China executes Lai Xiaomin, former head of state-owned asset management company

Lai Xiaomin
BEIJING -- The former head of a Chinese state-owned asset management company was executed Friday on charges of taking bribes in an unusually severe penalty for a recent corruption case.

Lai Xiaomin of China Huarong Asset Management Co., was among thousands of officials snared in a long-running anti-graft campaign led by President Xi Jinping. Others including China's former insurance regulator have been sentenced to prison.


Lai, 58, was put to death by a court in Tianjin, east of Beijing, the government announced.

The Second Intermediate People's Court of Tianjin ruled in January that death was justified because Lai took "especially enormous" bribes to make investments, offer construction contracts, help with promotions and provide other favours.

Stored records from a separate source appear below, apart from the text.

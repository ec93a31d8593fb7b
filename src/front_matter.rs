//! Per-document option overrides from TOML front matter.
//!
//! ```text
//! +++
//! [math]
//! math_fence = true
//! +++
//! ```

use crate::error::{ConfigError, Result};

/// Split `+++`-delimited TOML front matter from the document body.
///
/// Returns the parsed table (if any) and the remaining content.
pub fn split_front_matter(input: &str) -> Result<(Option<toml::Table>, &str)> {
    let trimmed = input.trim_start();

    if !trimmed.starts_with("+++") {
        return Ok((None, input));
    }

    let after_open = &trimmed[3..];
    let close_pos = after_open.find("\n+++").ok_or_else(|| {
        ConfigError::FrontMatter("Unclosed front matter (missing closing +++)".into())
    })?;

    let front_matter_str = &after_open[..close_pos];
    let content_start = 3 + close_pos + 4; // "+++" + content + "\n+++"
    let content = trimmed[content_start..].trim_start_matches(['\r', '\n']);

    let table: toml::Table = toml::from_str(front_matter_str)
        .map_err(|e| ConfigError::FrontMatter(format!("Invalid TOML: {}", e)))?;

    Ok((Some(table), content))
}

/// Extract the `[math]` table from parsed front matter.
pub fn math_overrides(front_matter: &toml::Table) -> Result<Option<&toml::Table>> {
    match front_matter.get("math") {
        None => Ok(None),
        Some(toml::Value::Table(table)) => Ok(Some(table)),
        Some(_) => Err(ConfigError::FrontMatter("`math` must be a table".into()).into()),
    }
}

#[cfg(test)]
mod tests {
    use super::*;

    #[test]
    fn test_no_front_matter() {
        let input = "# Hello\n\nSome $x$ text.";
        let (table, content) = split_front_matter(input).unwrap();
        assert!(table.is_none());
        assert_eq!(content, input);
    }

    #[test]
    fn test_with_front_matter() {
        let input = r#"+++
title = "Notes"

[math]
math_fence = true
+++

# Hello"#;

        let (table, content) = split_front_matter(input).unwrap();
        let table = table.unwrap();
        assert_eq!(table.get("title").and_then(|v| v.as_str()), Some("Notes"));

        let math = math_overrides(&table).unwrap().unwrap();
        assert_eq!(math.get("math_fence").and_then(|v| v.as_bool()), Some(true));
        assert!(content.starts_with("# Hello"));
    }

    #[test]
    fn test_unclosed_front_matter() {
        let err = split_front_matter("+++\nmath_fence = true\n# Body").unwrap_err();
        assert!(err.to_string().contains("Unclosed front matter"));
    }

    #[test]
    fn test_math_must_be_table() {
        let (table, _) = split_front_matter("+++\nmath = 1\n+++\nbody").unwrap();
        assert!(math_overrides(&table.unwrap()).is_err());
    }
}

Lai asked for or collected 1.8 billion yuan ($260 million) over a decade, the court said. It said one bribe exceeded 600 million yuan ($93 million). He was also convicted of embezzling more than 25 million yuan ($4 million) and starting a second family while still married to his first wife.

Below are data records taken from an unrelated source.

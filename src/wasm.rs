//! WebAssembly bindings for JavaScript/TypeScript hosts.
//!
//! # Usage (JavaScript/TypeScript)
//!
//! ```javascript
//! import init, { renderMarkdown, MathInstance } from '@markdown-math/wasm';
//!
//! await init();
//!
//! // One-shot rendering
//! const html = renderMarkdown('Euler: $e^{i\\pi} + 1 = 0$', { backend: 'mathml' });
//!
//! // Stateful instance: labels, numbering and styles persist between calls
//! const math = new MathInstance({ backend: 'mathml', mathml: { tags: 'all' } });
//! const body = math.render(source);
//! const css = math.outputStyle();
//! math.reset();
//! ```
//!
//! The KaTeX backend needs the `katex/wasm-js` engine; browser builds usually
//! enable only the `mathml` feature.

#![cfg(feature = "wasm")]

use crate::config::MathConfig;
use crate::plugin::{render_markdown as render_document, MathPlugin};
use wasm_bindgen::prelude::*;

// Initialize panic hook for better error messages in console
#[wasm_bindgen(start)]
pub fn init_panic_hook() {
    #[cfg(feature = "console_error_panic_hook")]
    console_error_panic_hook::set_once();
}

fn config_from_js(options: JsValue) -> Result<MathConfig, JsError> {
    if options.is_undefined() || options.is_null() {
        return Ok(MathConfig::default());
    }
    serde_wasm_bindgen::from_value(options)
        .map_err(|e| JsError::new(&format!("Invalid options: {}", e)))
}

fn create_plugin(config: MathConfig) -> Result<MathPlugin, JsError> {
    let backend = config.backend;
    MathPlugin::new(config)
        .map_err(|e| JsError::new(&e.to_string()))?
        .ok_or_else(|| JsError::new(&format!("\"{}\" backend is not available", backend.name())))
}

/// Render a Markdown document to HTML.
///
/// `options` is a plain object with the same shape as the TOML configuration.
/// If the selected backend is unavailable, math is left as source text.
#[wasm_bindgen(js_name = renderMarkdown)]
pub fn render_markdown(input: &str, options: JsValue) -> Result<String, JsError> {
    let config = config_from_js(options)?;
    let mut plugin = MathPlugin::new(config).map_err(|e| JsError::new(&e.to_string()))?;

    render_document(input, plugin.as_mut()).map_err(|e| JsError::new(&e.to_string()))
}

/// Render a single TeX expression.
#[wasm_bindgen(js_name = renderMath)]
pub fn render_math(tex: &str, display: bool, options: JsValue) -> Result<String, JsError> {
    let mut plugin = create_plugin(config_from_js(options)?)?;
    plugin
        .render_math(tex, display)
        .map_err(|e| JsError::new(&e.to_string()))
}

/// Backends compiled into this build.
#[wasm_bindgen(js_name = availableBackends)]
pub fn available_backends() -> js_sys::Array {
    let backends = js_sys::Array::new();
    if cfg!(feature = "katex") {
        backends.push(&JsValue::from_str("katex"));
    }
    if cfg!(feature = "mathml") {
        backends.push(&JsValue::from_str("mathml"));
    }
    backends
}

/// Get the library version.
#[wasm_bindgen(js_name = getVersion)]
pub fn get_version() -> String {
    env!("CARGO_PKG_VERSION").to_string()
}

/// A renderer that keeps its state between documents.
#[wasm_bindgen]
pub struct MathInstance {
    plugin: MathPlugin,
}

#[wasm_bindgen]
impl MathInstance {
    /// Create an instance from an options object.
    #[wasm_bindgen(constructor)]
    pub fn new(options: JsValue) -> Result<MathInstance, JsError> {
        let plugin = create_plugin(config_from_js(options)?)?;
        Ok(Self { plugin })
    }

    /// Create an instance from a JSON options string.
    #[wasm_bindgen(js_name = fromJson)]
    pub fn from_json(json: &str) -> Result<MathInstance, JsError> {
        let config: MathConfig =
            serde_json::from_str(json).map_err(|e| JsError::new(&format!("JSON error: {}", e)))?;
        Ok(Self {
            plugin: create_plugin(config)?,
        })
    }

    /// Render a Markdown document.
    pub fn render(&mut self, input: &str) -> Result<String, JsError> {
        render_document(input, Some(&mut self.plugin)).map_err(|e| JsError::new(&e.to_string()))
    }

    /// Render a single TeX expression.
    #[wasm_bindgen(js_name = renderMath)]
    pub fn render_math(&mut self, tex: &str, display: bool) -> Result<String, JsError> {
        self.plugin
            .render_math(tex, display)
            .map_err(|e| JsError::new(&e.to_string()))
    }

    /// Stylesheet for everything rendered since the last call. Clears it.
    #[wasm_bindgen(js_name = outputStyle)]
    pub fn output_style(&mut self) -> String {
        self.plugin.output_style()
    }

    #[wasm_bindgen(js_name = clearStyle)]
    pub fn clear_style(&mut self) {
        self.plugin.clear_style();
    }

    /// Forget labels and equation numbers.
    pub fn reset(&mut self) {
        self.plugin.reset();
    }

    /// Stylesheet links the backend output depends on.
    #[wasm_bindgen(js_name = headContent)]
    pub fn head_content(&self) -> Option<String> {
        self.plugin.head_content()
    }
}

Lai "endangered national financial security and financial stability," said a commentary on the state TV website.

The death penalty "was his own responsibility, and he deserved it," the commentary said.


Most death sentences imposed by Chinese courts are suspended for two years and usually are commuted to life. Death penalties without the chance of a reprieve are rare.

Huarong is one of four entities created in the 1990s to buy nonperforming loans from government-owned banks. They expanded into banking, insurance, real estate finance and other fields.


Lai was placed under investigation by the ruling Communist Party's anti-corruption watchdog in 2018 and expelled from the party later the same year.

Lai also was accused of squandering public money, illegally organizing banquets, engaging in sexual dealings with multiple women and taking bribes, the anti-corruption agency said in 2018.

Investigators seized hundreds of millions of yuan (tens of millions of dollars) in cash from Lai's properties, the Chinese business news magazine Caixin reported in 2018.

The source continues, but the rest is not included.